We saw people react to autonomy by getting more mastery and then thought again, this might work really well, so back to the drawing board what else can we try. And we tried all sorts of things, that’s partly how self-selection came about, autonomy over who you work with was one of the key things, and there’s really interesting things that happen at Trade Me already, nothing to do with this and we thought well actually, that’s what Dan Pink is saying, so when you’re a new starter, for example, you get a lesson from a barista, the type that makes coffee not does law, about how to make the perfect flat white, something that’s really important if you live in Wellington, in New Zealand. And what we found was new starters would come along, they make horrible noises on the coffee machine and you’d go through that learning experience really from day one, that kind of experience where your brain knows what to do but your hands don’t and your thumbs don’t make sense anymore. And that is an addictive thing to go through so people were like “Oh, I remember what it’s like to learn stuff, I learnt code years ago, but haven’t learnt anything new for ages, but this is really going to actually inspire me”.
We found that people were doing those things already so what could we add to that, what could we tweak and we thought let’s give people the opportunity to do that stuff so we did way more blocks in people’s calendars where they could just learn stuff. And again autonomy to do that, so we weren’t saying on a Tuesday at three o’clock, we were saying this is really important, you guys sort it out. And our design team, I remember, came up with something awesome which was juat a period of time where they would expand their minds they called it, which sounds rather fluffy but it isn’t at all, so our design team for two hours would go out of the office and visit a museum or an art gallery or just go for a walk around the harbor and what we found was that by giving that kind of autonomy, people would take a step back from the busyness of the day to day, must get the next design out, which is really bad for anyone who is creative, they’d take that step back, they’d see something inspiring, come back to the office and it would just change them and it would change their interactions and change their behavior.
All these things starting bubbling up, it was no longer about us sitting down with a piece of paper, we were like this squad’s trying this amazing thing or this squad’s trying this amazing thing and I think what was helpful at the time was we were in the process of moving office, so we were able to as part of moving office, completely redesign the environment. So using these principles from Daniel Pink we introduced things like caravans in the office for meeting rooms, slides between floors and we were able to change what should be a place of work into a place of play. People were all of a sudden having meetings in the caravan and it just changes how you interact, changing the environment changes how people act with each other and the slides brought us closer with other parts of the business that were on different floors, it was now fun, and you got a shot of adrenaline to kind of fly down and see the person whereas previously you might go I’ll just send him an email about the thing and all this stuff started to come together into something where I think we’ve really got something to talk about now.
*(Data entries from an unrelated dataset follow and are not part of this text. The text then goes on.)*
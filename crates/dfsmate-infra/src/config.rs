//! Configuration loading.
//!
//! Settings come from `config.toml` in the data directory, then environment
//! variables override individual fields. A missing or malformed file is not
//! an error: the defaults are usable out of the box against a local
//! `namenode` container.

use std::path::PathBuf;

use secrecy::SecretString;
use tracing::warn;

use dfsmate_types::config::{ExecConfig, Settings};
use dfsmate_types::error::ConfigError;

/// Data directory: `$DFSMATE_DATA_DIR`, or `~/.dfsmate`.
pub fn data_dir() -> PathBuf {
    if let Some(dir) = std::env::var_os("DFSMATE_DATA_DIR") {
        return PathBuf::from(dir);
    }
    dirs::home_dir()
        .unwrap_or_else(|| PathBuf::from("."))
        .join(".dfsmate")
}

/// Load settings from `config.toml`, apply env overrides, and clamp ranges.
pub fn load_settings() -> Settings {
    let path = data_dir().join("config.toml");
    let mut settings = match std::fs::read_to_string(&path) {
        Ok(contents) => match toml::from_str::<Settings>(&contents) {
            Ok(settings) => settings,
            Err(err) => {
                warn!(path = %path.display(), error = %err, "malformed config.toml, using defaults");
                Settings::default()
            }
        },
        Err(_) => Settings::default(),
    };
    apply_env_overrides(&mut settings, |name| std::env::var(name).ok());
    clamp(&mut settings.exec);
    settings
}

/// Resolved audit log path: the configured one, or `<data_dir>/audit.log.jsonl`.
pub fn audit_log_path(settings: &Settings) -> PathBuf {
    settings
        .exec
        .audit_log
        .clone()
        .unwrap_or_else(|| data_dir().join("audit.log.jsonl"))
}

/// Validated credentials for the chat agent.
pub struct AgentSettings {
    pub api_key: SecretString,
    pub model: String,
    pub base_url: String,
}

/// Validate the agent section. Chat refuses to start without a plausible
/// key and a `provider/model` identifier; the tool surface has no such
/// requirement.
pub fn agent_settings(settings: &Settings) -> Result<AgentSettings, ConfigError> {
    let api_key = settings
        .agent
        .api_key
        .clone()
        .ok_or(ConfigError::MissingApiKey)?;
    if !api_key.starts_with("sk-") {
        return Err(ConfigError::InvalidApiKey);
    }
    let model = settings
        .agent
        .model
        .clone()
        .ok_or(ConfigError::MissingModel)?;
    if !model.contains('/') {
        return Err(ConfigError::InvalidModel(model));
    }
    Ok(AgentSettings {
        api_key: SecretString::from(api_key),
        model,
        base_url: settings.agent.base_url.clone(),
    })
}

fn apply_env_overrides(settings: &mut Settings, lookup: impl Fn(&str) -> Option<String>) {
    if let Some(container) = lookup("HDFS_NAMENODE_CONTAINER") {
        settings.exec.container = container;
    }
    if let Some(raw) = lookup("DFSMATE_TIMEOUT_SECS") {
        match raw.parse::<u64>() {
            Ok(secs) => settings.exec.timeout_secs = secs,
            Err(_) => warn!(value = %raw, "ignoring non-numeric DFSMATE_TIMEOUT_SECS"),
        }
    }
    if let Some(raw) = lookup("DFSMATE_RETRIES") {
        match raw.parse::<u32>() {
            Ok(retries) => settings.exec.retries = retries,
            Err(_) => warn!(value = %raw, "ignoring non-numeric DFSMATE_RETRIES"),
        }
    }
    if let Some(raw) = lookup("DFSMATE_STRICT_CONFIRM") {
        match parse_bool(&raw) {
            Some(strict) => settings.exec.strict_confirm = strict,
            None => warn!(value = %raw, "ignoring non-boolean DFSMATE_STRICT_CONFIRM"),
        }
    }
    if let Some(path) = lookup("DFSMATE_AUDIT_LOG") {
        settings.exec.audit_log = Some(PathBuf::from(path));
    }
    if let Some(key) = lookup("OPENROUTER_API_KEY") {
        settings.agent.api_key = Some(key);
    }
    if let Some(model) = lookup("OPENROUTER_MODEL") {
        settings.agent.model = Some(model);
    }
}

fn parse_bool(raw: &str) -> Option<bool> {
    match raw.trim().to_ascii_lowercase().as_str() {
        "1" | "true" | "yes" | "on" => Some(true),
        "0" | "false" | "no" | "off" => Some(false),
        _ => None,
    }
}

fn clamp(exec: &mut ExecConfig) {
    let timeout = exec.timeout_secs.clamp(1, 600);
    if timeout != exec.timeout_secs {
        warn!(
            configured = exec.timeout_secs,
            clamped = timeout,
            "timeout_secs out of range (1..=600)"
        );
        exec.timeout_secs = timeout;
    }
    let retries = exec.retries.min(10);
    if retries != exec.retries {
        warn!(configured = exec.retries, clamped = retries, "retries out of range (0..=10)");
        exec.retries = retries;
    }
}
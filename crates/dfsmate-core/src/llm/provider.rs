//! The chat-provider trait the agent loop talks to.

use std::future::Future;

use dfsmate_types::llm::{ChatError, ChatRequest, ChatResponse};

/// A chat-completion backend with tool calling.
///
/// The production implementation is the OpenRouter client in
/// `dfsmate-infra`; tests script responses directly.
pub trait ChatProvider: Send + Sync {
    /// Provider name for logging (`openrouter`).
    fn name(&self) -> &str;

    fn complete(
        &self,
        request: ChatRequest,
    ) -> impl Future<Output = Result<ChatResponse, ChatError>> + Send;
}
And the reaction to the presentation has been great, of all the things we’ve put out there and what’s great about Trade Me is they are really open, really open to sharing this stuff, much like I think we learned from Spotify originally where they were quite happy to go “Hey, this is what we are like some of it might be useful and some of it it’s not”, and what we found from the presentation is of all the things we put out I really like asking people which one stuck with you, which one might you use and the great thing is it’s always a different one of all the things we put out there, someone will pick something and go “That was interesting to me, that I really liked”, and of everyone I’ve asked so far I don’t think I’ve had the same answer twice, so it’s been quite nice to see that hopefully this stuff goes out there, they try something they like we did, think of something new and go off and try something else on top of that. So it seems to have worked pretty well.
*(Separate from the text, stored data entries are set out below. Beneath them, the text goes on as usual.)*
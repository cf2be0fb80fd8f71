//! Quota tools: getquota, setquota.

use serde_json::json;

use dfsmate_types::tool::{GetQuotaRequest, QuotaData, SetQuotaRequest, ToolOutcome};

use crate::audit::{self, AuditSink};
use crate::exec::{command, CommandRunner};
use crate::parse;

use super::{exec_failure, needs_confirm, Toolbox};

impl<R: CommandRunner, S: AuditSink> Toolbox<R, S> {
    /// `getquota`: quota and usage summary via `-count -q`.
    pub(super) async fn getquota(&self, req: GetQuotaRequest) -> ToolOutcome {
        let argv = command::count_quota(&req.path);

        let mut record = self.audit_start("getquota", &req);
        let out = match self.execute_audited(&mut record, argv).await {
            Ok(out) => out,
            Err(outcome) => return outcome,
        };
        self.flush_audit(&record).await;

        if !out.success() {
            return ToolOutcome::failure(exec_failure(&out, "hdfs dfs -count -q failed"));
        }
        let line = parse::quota_line(&out.stdout).unwrap_or_default();
        ToolOutcome::success(QuotaData {
            path: req.path,
            raw: audit::trim_tail(&out.stdout),
            line,
        })
    }

    /// `setquota`: set namespace and/or space quota, always confirm-gated.
    ///
    /// Runs `-setQuota` and `-setSpaceQuota` as separate admin commands,
    /// stopping at the first failure. One audit record covers the call; its
    /// argv is the last command that ran and its output is the concatenation.
    pub(super) async fn setquota(&self, req: SetQuotaRequest) -> ToolOutcome {
        if !req.confirm {
            return needs_confirm("setquota");
        }
        if req.namespace_quota.is_none() && req.space_quota.is_none() {
            return ToolOutcome::failure(
                "setquota requires namespace_quota and/or space_quota",
            );
        }

        let mut commands = Vec::new();
        if let Some(n) = req.namespace_quota {
            commands.push(command::set_quota(n, &req.path));
        }
        if let Some(space) = &req.space_quota {
            commands.push(command::set_space_quota(space, &req.path));
        }

        let mut record = self.audit_start("setquota", &req);
        let mut stdout = String::new();
        let mut stderr = String::new();
        let mut applied: Vec<String> = Vec::new();

        for argv in commands {
            let verb = argv[2].clone();
            let out = match self.execute_audited(&mut record, argv).await {
                Ok(out) => out,
                Err(outcome) => return outcome,
            };
            stdout.push_str(&out.stdout);
            stderr.push_str(&out.stderr);
            if !out.success() {
                record.ok = false;
                record.stdout = audit::trim_tail(&stdout);
                record.stderr = audit::trim_tail(&stderr);
                self.flush_audit(&record).await;
                return ToolOutcome::failure(exec_failure(&out, "hdfs dfsadmin quota change failed"));
            }
            applied.push(verb);
        }

        record.ok = true;
        record.stdout = audit::trim_tail(&stdout);
        record.stderr = audit::trim_tail(&stderr);
        self.flush_audit(&record).await;

        ToolOutcome::success(json!({
            "path": req.path,
            "namespace_quota": req.namespace_quota,
            "space_quota": req.space_quota,
            "applied": applied,
        }))
    }
}

#[cfg(test)]
mod tests {
    use serde_json::json;

    use dfsmate_types::error::ExecError;

    use crate::exec::ExecOutput;
    use crate::tool::testing::{MemorySink, ScriptedRunner};
    use crate::tool::Toolbox;

    const COUNT_OUT: &str =
        "        none             inf            none             inf            2            3               4096 /data\n";

    fn toolbox(results: Vec<Result<ExecOutput, ExecError>>) -> Toolbox<ScriptedRunner, MemorySink> {
        Toolbox::new(ScriptedRunner::new(results), MemorySink::default(), true)
    }

    #[tokio::test]
    async fn test_getquota_extracts_last_line() {
        let tb = toolbox(vec![ScriptedRunner::ok(COUNT_OUT)]);
        let outcome = tb.dispatch("getquota", json!({"path": "/data"})).await;
        assert!(outcome.is_ok());
        let d = outcome.data.unwrap();
        assert!(d["line"].as_str().unwrap().ends_with("/data"));
        assert!(d["raw"].as_str().unwrap().contains("4096"));
    }

    #[tokio::test]
    async fn test_getquota_is_not_gated() {
        let tb = toolbox(vec![ScriptedRunner::ok(COUNT_OUT)]);
        let outcome = tb.dispatch("getquota", json!({"path": "/data"})).await;
        assert!(outcome.is_ok());
        let seen = tb.runner.seen.lock().unwrap();
        assert_eq!(seen[0], vec!["hdfs", "dfs", "-count", "-q", "/data"]);
    }

    #[tokio::test]
    async fn test_setquota_requires_confirm() {
        let tb = toolbox(vec![]);
        let outcome = tb
            .dispatch("setquota", json!({"path": "/data", "namespace_quota": 100}))
            .await;
        assert!(!outcome.is_ok());
        assert_eq!(outcome.hint.as_deref(), Some("retry with confirm=true"));
    }

    #[tokio::test]
    async fn test_setquota_requires_at_least_one_quota() {
        let tb = toolbox(vec![]);
        let outcome = tb
            .dispatch("setquota", json!({"path": "/data", "confirm": true}))
            .await;
        assert!(!outcome.is_ok());
        assert!(outcome.error.unwrap().contains("namespace_quota"));
    }

    #[tokio::test]
    async fn test_setquota_runs_both_commands() {
        let tb = toolbox(vec![ScriptedRunner::ok(""), ScriptedRunner::ok("")]);
        let outcome = tb
            .dispatch(
                "setquota",
                json!({
                    "path": "/data",
                    "namespace_quota": 1000,
                    "space_quota": "1g",
                    "confirm": true
                }),
            )
            .await;
        assert!(outcome.is_ok());
        let seen = tb.runner.seen.lock().unwrap();
        assert_eq!(seen.len(), 2);
        assert_eq!(seen[0], vec!["hdfs", "dfsadmin", "-setQuota", "1000", "/data"]);
        assert_eq!(seen[1], vec!["hdfs", "dfsadmin", "-setSpaceQuota", "1g", "/data"]);
        let d = outcome.data.unwrap();
        assert_eq!(d["applied"], json!(["-setQuota", "-setSpaceQuota"]));
        // One audit record for the whole call.
        assert_eq!(tb.sink.records.lock().unwrap().len(), 1);
    }

    #[tokio::test]
    async fn test_setquota_stops_at_first_failure() {
        let tb = toolbox(vec![ScriptedRunner::failed(1, "setQuota: Permission denied")]);
        let outcome = tb
            .dispatch(
                "setquota",
                json!({
                    "path": "/data",
                    "namespace_quota": 1000,
                    "space_quota": "1g",
                    "confirm": true
                }),
            )
            .await;
        assert!(!outcome.is_ok());
        // The space-quota command never ran.
        assert_eq!(tb.runner.seen.lock().unwrap().len(), 1);
        let records = tb.sink.records.lock().unwrap();
        assert_eq!(records.len(), 1);
        assert!(!records[0].ok);
    }
}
Yes, actually that’s probably one of the bits I enjoy most and I think it would be really wrong of me to go, we watched a Dan Pink video and then did all these stuff and then amazing things happened and nothing went wrong along the way, because that just wouldn’t be true, wouldn’t be reflective of real life and you referred to some of the conversations before around resistance to Spotify and stuff and there was resistance to this as well or maybe a misunderstanding of it so we say, ok purpose is really important, this is what Dan Pink says, and someone can immediately turn that around and say “Great I will give you a purpose, deliver the thing by the first of February or you are all in trouble”.
Straight away the purpose is a date that everyone has to align around and a potential punishment maybe if they don’t and that’s an interpretation of Dan Pink on first glance someone like me would say I don’t think that’s what he meant, but at the same time let’s try it, let’s treat it as an experiment like everything else, much like the caravan in the office, why don’t we just try that and see what happens when a squad has to align around a really tough date and what we found was they really struggled, so people would start tearing their hair out, they’s start moving overly quickly so they would build up a whole load of technical debt that we might not go and fix later on, but by the time they did get to February 1st, even if they made it, even if they did what they said they would do, they’re crawling over line, they’re stressed, they’re tired, and at some point you have to pay back that debt, not just technically but with those people as well you’ve kind of dragged to this point in time. So, that was one; the one I was most disappointed about and the one I do like talking most about is naps What we tried to give was people autonomy over how they worked and we said well a lifehack is to take naps, after 20 minutes you return to your desk, you’re full of energy, it’s a real thing that research backs up, it’s really beneficial.
But what we found was that people taking naps loved it and really did benefit from this stuff, but the people who weren’t asleep got really upset that actually people were asleep, are they not busy enough, what is happening in the world. So things like that you have to not just understand the thing itself, but how that fits in the wider ecosystem because that can have an effect on other people that you may not have predicted. But I still hope that one comes back because I am a big fan of that, of the kind of recharge that could give to someone.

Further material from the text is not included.